The 37th annual Turkey Trot brought out 1,600-plus runners for its 2-mile and 10-mile runs.
The races start in a crowd and end in ones and twos. As contestants finished 2 miles, the area grew crowded with exhausted runners.
They swapped stories about the race, and accepted high fives and woo-hoos from supporters.
Lots of children rode in strollers, and even more ran or walked.
“Running really has changed,” said race director Clark Ensz. “It’s now part of people’s active lifestyle.”
Paul Manning and Angelina Toben literally glowed as they just stood, recovering after the race.
“It was a little scary at first. We were near the front,” Toben said of the pressure of the crowd behind them.
But after the first few minutes, she said, the pack thinned out and they loved being able to run competitively together.
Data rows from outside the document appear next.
// src/exec/command.rs

//! Shell-command capability used for `[executor.<name>]` entries.

use std::process::Stdio;
use std::time::Duration;

use tokio::process::Command;
use tracing::{debug, info, warn};

use crate::config::ExecutorConfig;
use crate::exec::backend::{
    BoxFuture, CancellationToken, Capability, ExecutionOutcome, TaskDescription,
};

const PROBE_TIMEOUT: Duration = Duration::from_secs(10);

/// Number of trailing stderr bytes kept in a failure detail.
const STDERR_TAIL: usize = 512;

/// Runs one shell command per task.
///
/// The task is described to the command through environment variables:
/// `BATCHDAG_TASK_ID`, `BATCHDAG_TASK_LABEL`, `BATCHDAG_EXECUTOR`,
/// `BATCHDAG_ATTEMPT`, `BATCHDAG_BATCH_INDEX` and, when set,
/// `BATCHDAG_OUTPUT_REF`.
#[derive(Debug, Clone)]
pub struct CommandCapability {
    name: String,
    cmd: String,
    probe_cmd: Option<String>,
    enabled: bool,
}

impl CommandCapability {
    pub fn new(name: impl Into<String>, cmd: impl Into<String>) -> Self {
        Self {
            name: name.into(),
            cmd: cmd.into(),
            probe_cmd: None,
            enabled: true,
        }
    }

    pub fn from_config(name: &str, config: &ExecutorConfig) -> Self {
        Self {
            name: name.to_string(),
            cmd: config.cmd.clone(),
            probe_cmd: config.probe.clone(),
            enabled: config.enabled,
        }
    }

    pub fn with_probe(mut self, probe: impl Into<String>) -> Self {
        self.probe_cmd = Some(probe.into());
        self
    }

    pub fn enabled(mut self, enabled: bool) -> Self {
        self.enabled = enabled;
        self
    }
}

pub(crate) fn shell(cmd: &str) -> Command {
    if cfg!(windows) {
        let mut c = Command::new("cmd");
        c.arg("/C").arg(cmd);
        c
    } else {
        let mut c = Command::new("sh");
        c.arg("-c").arg(cmd);
        c
    }
}

pub(crate) fn stderr_tail(stderr: &[u8]) -> String {
    let text = String::from_utf8_lossy(stderr);
    let text = text.trim();
    if text.len() <= STDERR_TAIL {
        return text.to_string();
    }
    let mut start = text.len() - STDERR_TAIL;
    while !text.is_char_boundary(start) {
        start += 1;
    }
    format!("...{}", &text[start..])
}

impl Capability for CommandCapability {
    fn execute(
        &self,
        task: TaskDescription,
        cancel: CancellationToken,
    ) -> BoxFuture<'_, ExecutionOutcome> {
        Box::pin(async move {
            info!(
                task = %task.id,
                executor = %self.name,
                attempt = task.attempt,
                cmd = %self.cmd,
                "starting task process"
            );

            let mut cmd = shell(&self.cmd);
            cmd.env("BATCHDAG_TASK_ID", &task.id)
                .env("BATCHDAG_TASK_LABEL", &task.label)
                .env("BATCHDAG_EXECUTOR", &task.executor)
                .env("BATCHDAG_ATTEMPT", task.attempt.to_string())
                .env("BATCHDAG_BATCH_INDEX", task.batch_index.to_string())
                .stdin(Stdio::null())
                .stdout(Stdio::piped())
                .stderr(Stdio::piped())
                .kill_on_drop(true);
            if let Some(output_ref) = &task.output_ref {
                cmd.env("BATCHDAG_OUTPUT_REF", output_ref);
            }

            let child = match cmd.spawn() {
                Ok(child) => child,
                Err(e) => {
                    return ExecutionOutcome::failed(format!(
                        "spawning process for executor '{}': {e}",
                        self.name
                    ));
                }
            };

            tokio::select! {
                output = child.wait_with_output() => match output {
                    Ok(output) if output.status.success() => {
                        debug!(
                            task = %task.id,
                            stdout_bytes = output.stdout.len(),
                            "task process exited successfully"
                        );
                        ExecutionOutcome::completed()
                    }
                    Ok(output) => {
                        let code = output.status.code().unwrap_or(-1);
                        info!(task = %task.id, exit_code = code, "task process failed");
                        let tail = stderr_tail(&output.stderr);
                        if tail.is_empty() {
                            ExecutionOutcome::failed(format!("exit code {code}"))
                        } else {
                            ExecutionOutcome::failed(format!("exit code {code}: {tail}"))
                        }
                    }
                    Err(e) => ExecutionOutcome::failed(format!("waiting for process: {e}")),
                },
                _ = cancel.cancelled() => {
                    // Dropping the wait future drops the child, which kills it.
                    info!(task = %task.id, "cancellation requested; killing task process");
                    ExecutionOutcome::failed("cancelled")
                }
            }
        })
    }

    fn probe(&self) -> BoxFuture<'_, bool> {
        Box::pin(async move {
            if !self.enabled {
                debug!(executor = %self.name, "executor disabled in configuration");
                return false;
            }
            let Some(probe) = &self.probe_cmd else {
                return true;
            };

            let mut cmd = shell(probe);
            cmd.stdin(Stdio::null())
                .stdout(Stdio::null())
                .stderr(Stdio::null())
                .kill_on_drop(true);

            match tokio::time::timeout(PROBE_TIMEOUT, cmd.status()).await {
                Ok(Ok(status)) => status.success(),
                Ok(Err(e)) => {
                    warn!(executor = %self.name, error = %e, "executor probe failed to run");
                    false
                }
                Err(_) => {
                    warn!(executor = %self.name, "executor probe timed out");
                    false
                }
            }
        })
    }
}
This was their first Turkey Trot.
That’s not quite the case for Sally Ottaway and Chris Nickel, who ran in the race years ago.
“We used to be better,” Ottaway said, laughing.
But Nickel said that, for most people, it’s really just a race against your expectations.
“Unless you’re in front there’s no pressure,” she said. “Those who win always win, so let them go.”
She was talking about people like Aaron Yoder, who was first across the line in the 2-mile. An assistant track and cross country coach at Bethany College, he finished in 9:52, coming in ahead of 919 other people.
He really didn’t even seem that winded and was trading comments of “congratulations” and “great race” with other top finishers. He said he ran the 10-mile race last year. Running the shorter distance is just part of his training program. He’s trying to make the Olympic trials.
“Tell people I’m a slacker for only running two miles,” he said.
The 10-mile race was a more serious affair. Winner Bryant Keirns of Haysville was running with his Oklahoma Christian University teammate Roberto Diaz. They crossed the finish line together.
“He was just helping me out,” Keirns said. “He’s a lot faster.”
And top female finisher Raquel Stucky described the 10 miles that she flew through as “a nice train.”